Nova iluminação da Passarela do Rio, deu às escolas possibilidades de interferir diretamente na 'dramaturgia' de suas apresentações

Por Izak Dahora | ArtigoODS 11 • Publicada em 24 de fevereiro de 2023 - 14:01 • Atualizada em 25 de novembro de 2023 - 14:19

Iluminação cênica na Beija-Flor: Pedro Américo, cinema e Isabel Filardis coroada no lugar de Dom Pedro na comissão de frente (Foto: Diego Mendes / Rio Carnaval)

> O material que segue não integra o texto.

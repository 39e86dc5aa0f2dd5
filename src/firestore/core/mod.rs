//! Query matching, incremental view maintenance, and listener event filtering.

mod document_change;
mod online_state;
pub mod query;
mod query_listener;
mod target_change;
mod view;
mod view_snapshot;

pub use document_change::{
    changes_from_snapshot, DocumentChange, DocumentChangeType, MetadataChanges,
};
pub use online_state::OnlineState;
pub use query::{
    field_filter, Direction, FieldFilter, FilterOperator, LimitType, OrderBy, Query,
};
pub use query_listener::{ListenOptions, QueryListener, SnapshotCallback};
pub use target_change::TargetChange;
pub use view::{
    DocumentChanges, LimboDocumentChange, LimboDocumentChangeType, View, ViewChange,
};
pub use view_snapshot::{
    DocumentViewChange, DocumentViewChangeSet, DocumentViewChangeType, SnapshotMetadata,
    SyncState, ViewSnapshot,
};
//! Equality, ordering and canonical ids for [`FirestoreValue`].
//!
//! Values of different kinds sort by their type order:
//! `Null < Boolean < Number < Timestamp < String < Bytes < Reference < GeoPoint < Array < Map`.
//! Integers and doubles share the number slot and compare by mathematical value; integer pairs
//! compare exactly, mixed pairs compare without rounding the integer. `NaN` sorts below every other
//! number (including negative infinity) and compares equal to itself for sorting purposes only;
//! [`equals`] never considers a `NaN` equal to anything.

use std::cmp::Ordering;
use std::fmt::Write as _;

use crate::firestore::value::{ArrayValue, FirestoreValue, MapValue, ValueKind};

pub const TYPE_ORDER_NULL: u8 = 0;
pub const TYPE_ORDER_BOOLEAN: u8 = 1;
pub const TYPE_ORDER_NUMBER: u8 = 2;
pub const TYPE_ORDER_TIMESTAMP: u8 = 3;
pub const TYPE_ORDER_STRING: u8 = 4;
pub const TYPE_ORDER_BYTES: u8 = 5;
pub const TYPE_ORDER_REFERENCE: u8 = 6;
pub const TYPE_ORDER_GEO_POINT: u8 = 7;
pub const TYPE_ORDER_ARRAY: u8 = 8;
pub const TYPE_ORDER_MAP: u8 = 9;

// 2^63 as a double; every double at or above it exceeds i64::MAX.
const TWO_POW_63: f64 = 9_223_372_036_854_775_808.0;

pub fn type_order(value: &FirestoreValue) -> u8 {
    match value.kind() {
        ValueKind::Null => TYPE_ORDER_NULL,
        ValueKind::Boolean(_) => TYPE_ORDER_BOOLEAN,
        ValueKind::Integer(_) | ValueKind::Double(_) => TYPE_ORDER_NUMBER,
        ValueKind::Timestamp(_) => TYPE_ORDER_TIMESTAMP,
        ValueKind::String(_) => TYPE_ORDER_STRING,
        ValueKind::Bytes(_) => TYPE_ORDER_BYTES,
        ValueKind::Reference(_) => TYPE_ORDER_REFERENCE,
        ValueKind::GeoPoint(_) => TYPE_ORDER_GEO_POINT,
        ValueKind::Array(_) => TYPE_ORDER_ARRAY,
        ValueKind::Map(_) => TYPE_ORDER_MAP,
    }
}

/// Value equality: numeric across integer/double, never true for `NaN`, structural for
/// arrays and maps.
pub fn equals(left: &FirestoreValue, right: &FirestoreValue) -> bool {
    match (left.kind(), right.kind()) {
        (ValueKind::Null, ValueKind::Null) => true,
        (ValueKind::Boolean(a), ValueKind::Boolean(b)) => a == b,
        (ValueKind::Integer(_) | ValueKind::Double(_), ValueKind::Integer(_) | ValueKind::Double(_)) => {
            !left.is_nan() && !right.is_nan() && compare_numbers(left, right) == Ordering::Equal
        }
        (ValueKind::Timestamp(a), ValueKind::Timestamp(b)) => a == b,
        (ValueKind::String(a), ValueKind::String(b)) => a == b,
        (ValueKind::Bytes(a), ValueKind::Bytes(b)) => a == b,
        (ValueKind::Reference(a), ValueKind::Reference(b)) => a == b,
        (ValueKind::GeoPoint(a), ValueKind::GeoPoint(b)) => a == b,
        (ValueKind::Array(a), ValueKind::Array(b)) => {
            a.len() == b.len()
                && a.values()
                    .iter()
                    .zip(b.values())
                    .all(|(l, r)| equals(l, r))
        }
        (ValueKind::Map(a), ValueKind::Map(b)) => {
            a.len() == b.len()
                && a.fields()
                    .iter()
                    .all(|(key, value)| b.get(key).is_some_and(|other| equals(value, other)))
        }
        _ => false,
    }
}

/// Whether `array` holds an element equal to `needle`.
pub fn contains(array: &ArrayValue, needle: &FirestoreValue) -> bool {
    array.contains(needle)
}

/// The total order used for sorting query results.
pub fn compare(left: &FirestoreValue, right: &FirestoreValue) -> Ordering {
    let left_type = type_order(left);
    let right_type = type_order(right);
    if left_type != right_type {
        return left_type.cmp(&right_type);
    }

    match (left.kind(), right.kind()) {
        (ValueKind::Boolean(a), ValueKind::Boolean(b)) => a.cmp(b),
        (ValueKind::Timestamp(a), ValueKind::Timestamp(b)) => a.cmp(b),
        // Rust strings order by UTF-8 bytes, which is the backend's string order.
        (ValueKind::String(a), ValueKind::String(b)) => a.cmp(b),
        (ValueKind::Bytes(a), ValueKind::Bytes(b)) => a.cmp(b),
        (ValueKind::Reference(a), ValueKind::Reference(b)) => compare_references(a, b),
        (ValueKind::GeoPoint(a), ValueKind::GeoPoint(b)) => a.compare(b),
        (ValueKind::Array(a), ValueKind::Array(b)) => compare_arrays(a, b),
        (ValueKind::Map(a), ValueKind::Map(b)) => compare_maps(a, b),
        _ if left_type == TYPE_ORDER_NUMBER => compare_numbers(left, right),
        _ => Ordering::Equal,
    }
}

fn compare_numbers(left: &FirestoreValue, right: &FirestoreValue) -> Ordering {
    match (left.kind(), right.kind()) {
        (ValueKind::Integer(a), ValueKind::Integer(b)) => a.cmp(b),
        (ValueKind::Double(a), ValueKind::Double(b)) => compare_doubles(*a, *b),
        (ValueKind::Double(a), ValueKind::Integer(b)) => compare_mixed(*a, *b),
        (ValueKind::Integer(a), ValueKind::Double(b)) => compare_mixed(*b, *a).reverse(),
        _ => Ordering::Equal,
    }
}

/// Orders doubles with `NaN` first and `-0.0 == 0.0`.
pub fn compare_doubles(left: f64, right: f64) -> Ordering {
    match left.partial_cmp(&right) {
        Some(ordering) => ordering,
        None => match (left.is_nan(), right.is_nan()) {
            (true, true) => Ordering::Equal,
            (true, false) => Ordering::Less,
            _ => Ordering::Greater,
        },
    }
}

/// Compares a double against an integer without losing integer precision.
pub fn compare_mixed(double: f64, integer: i64) -> Ordering {
    if double.is_nan() {
        return Ordering::Less;
    }
    // i64::MIN is exactly representable, so anything strictly below it is out of range.
    if double < i64::MIN as f64 {
        return Ordering::Less;
    }
    if double >= TWO_POW_63 {
        return Ordering::Greater;
    }
    let truncated = double as i64;
    match truncated.cmp(&integer) {
        Ordering::Equal => compare_doubles(double - truncated as f64, 0.0),
        ordering => ordering,
    }
}

/// Returns the integer a double represents exactly, if any.
pub(crate) fn integral_double(value: f64) -> Option<i64> {
    if value.is_finite() && value.fract() == 0.0 && value >= i64::MIN as f64 && value < TWO_POW_63 {
        Some(value as i64)
    } else {
        None
    }
}

fn compare_references(left: &str, right: &str) -> Ordering {
    let mut left_segments = left.split('/');
    let mut right_segments = right.split('/');
    loop {
        match (left_segments.next(), right_segments.next()) {
            (Some(l), Some(r)) => match l.cmp(r) {
                Ordering::Equal => continue,
                ordering => return ordering,
            },
            (Some(_), None) => return Ordering::Greater,
            (None, Some(_)) => return Ordering::Less,
            (None, None) => return Ordering::Equal,
        }
    }
}

fn compare_arrays(left: &ArrayValue, right: &ArrayValue) -> Ordering {
    for (l, r) in left.values().iter().zip(right.values()) {
        match compare(l, r) {
            Ordering::Equal => continue,
            ordering => return ordering,
        }
    }
    left.len().cmp(&right.len())
}

fn compare_maps(left: &MapValue, right: &MapValue) -> Ordering {
    for ((left_key, left_value), (right_key, right_value)) in
        left.fields().iter().zip(right.fields())
    {
        let ordering = left_key
            .cmp(right_key)
            .then_with(|| compare(left_value, right_value));
        if ordering != Ordering::Equal {
            return ordering;
        }
    }
    left.len().cmp(&right.len())
}

/// A deterministic textual form, independent of map insertion order.
pub fn canonical_id(value: &FirestoreValue) -> String {
    let mut out = String::new();
    canonify(&mut out, value);
    out
}

fn canonify(out: &mut String, value: &FirestoreValue) {
    match value.kind() {
        ValueKind::Null => out.push_str("null"),
        ValueKind::Boolean(v) => {
            let _ = write!(out, "{v}");
        }
        ValueKind::Integer(v) => {
            let _ = write!(out, "{v}");
        }
        ValueKind::Double(v) => {
            let _ = write!(out, "{v:?}");
        }
        ValueKind::Timestamp(ts) => {
            let _ = write!(out, "time({},{})", ts.seconds, ts.nanos);
        }
        ValueKind::String(v) => out.push_str(v),
        ValueKind::Bytes(v) => {
            let _ = write!(out, "bytes({})", v.to_base64());
        }
        ValueKind::Reference(v) => out.push_str(v),
        ValueKind::GeoPoint(point) => {
            let _ = write!(out, "geo({:?},{:?})", point.latitude(), point.longitude());
        }
        ValueKind::Array(array) => {
            out.push('[');
            for (index, element) in array.values().iter().enumerate() {
                if index > 0 {
                    out.push(',');
                }
                canonify(out, element);
            }
            out.push(']');
        }
        ValueKind::Map(map) => {
            out.push('{');
            for (index, (key, element)) in map.fields().iter().enumerate() {
                if index > 0 {
                    out.push(',');
                }
                out.push_str(key);
                out.push(':');
                canonify(out, element);
            }
            out.push('}');
        }
    }
}
//! Builders shared by the crate's unit tests.

use std::collections::BTreeMap;

use bytes::Bytes;

use crate::firestore::collection::DocumentKeySet;
use crate::firestore::core::{Query, TargetChange};
use crate::firestore::model::{Document, DocumentKey, MaybeDocument, SnapshotVersion};
use crate::firestore::value::{FirestoreValue, MapValue};

pub fn key(path: &str) -> DocumentKey {
    DocumentKey::from_string(path).unwrap()
}

/// A synced document at `path` whose version is `version` microseconds past the epoch.
pub fn doc(path: &str, version: i64, fields: &[(&str, FirestoreValue)]) -> Document {
    let data: MapValue = fields
        .iter()
        .map(|(name, value)| (*name, value.clone()))
        .collect();
    Document::new(key(path), SnapshotVersion::from_micros(version), data)
}

pub fn deleted_doc(path: &str, version: i64) -> MaybeDocument {
    MaybeDocument::NoDocument {
        key: key(path),
        version: SnapshotVersion::from_micros(version),
    }
}

pub fn doc_updates(docs: &[MaybeDocument]) -> BTreeMap<DocumentKey, MaybeDocument> {
    docs.iter()
        .map(|doc| (doc.key().clone(), doc.clone()))
        .collect()
}

pub fn key_set(docs: &[&Document]) -> DocumentKeySet {
    docs.iter().map(|doc| doc.key().clone()).collect()
}

/// A current target change that reports `docs` as added.
pub fn ack_target(docs: &[&Document]) -> TargetChange {
    target_change(true, docs)
}

pub fn target_change(current: bool, added: &[&Document]) -> TargetChange {
    TargetChange::new(
        Bytes::new(),
        current,
        key_set(added),
        DocumentKeySet::new(),
        DocumentKeySet::new(),
    )
}

pub fn query(path: &str) -> Query {
    Query::from_path(path).unwrap()
}

pub fn map(fields: &[(&str, FirestoreValue)]) -> FirestoreValue {
    FirestoreValue::from_map_value(
        fields
            .iter()
            .map(|(name, value)| (*name, value.clone()))
            .collect(),
    )
}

A série de desfiles deste ano se constituiu como um espetáculo de nível tão parelho entre as agremiações que meu objetivo aqui não é fazer um questionamento sobre vencedores e rebaixados, e sim me debruçar sobre aspectos cênicos que se destacaram, como a grande novidade visual dos desfiles: a nova iluminação da Passarela do Samba, que deu às escolas possibilidades de interferir diretamente na “dramaturgia” de seus desfiles através de uso individualizado da luz. Fizeram uso do expediente Beija-Flor de Nilópolis, Unidos da Tijuca, Salgueiro e Viradouro.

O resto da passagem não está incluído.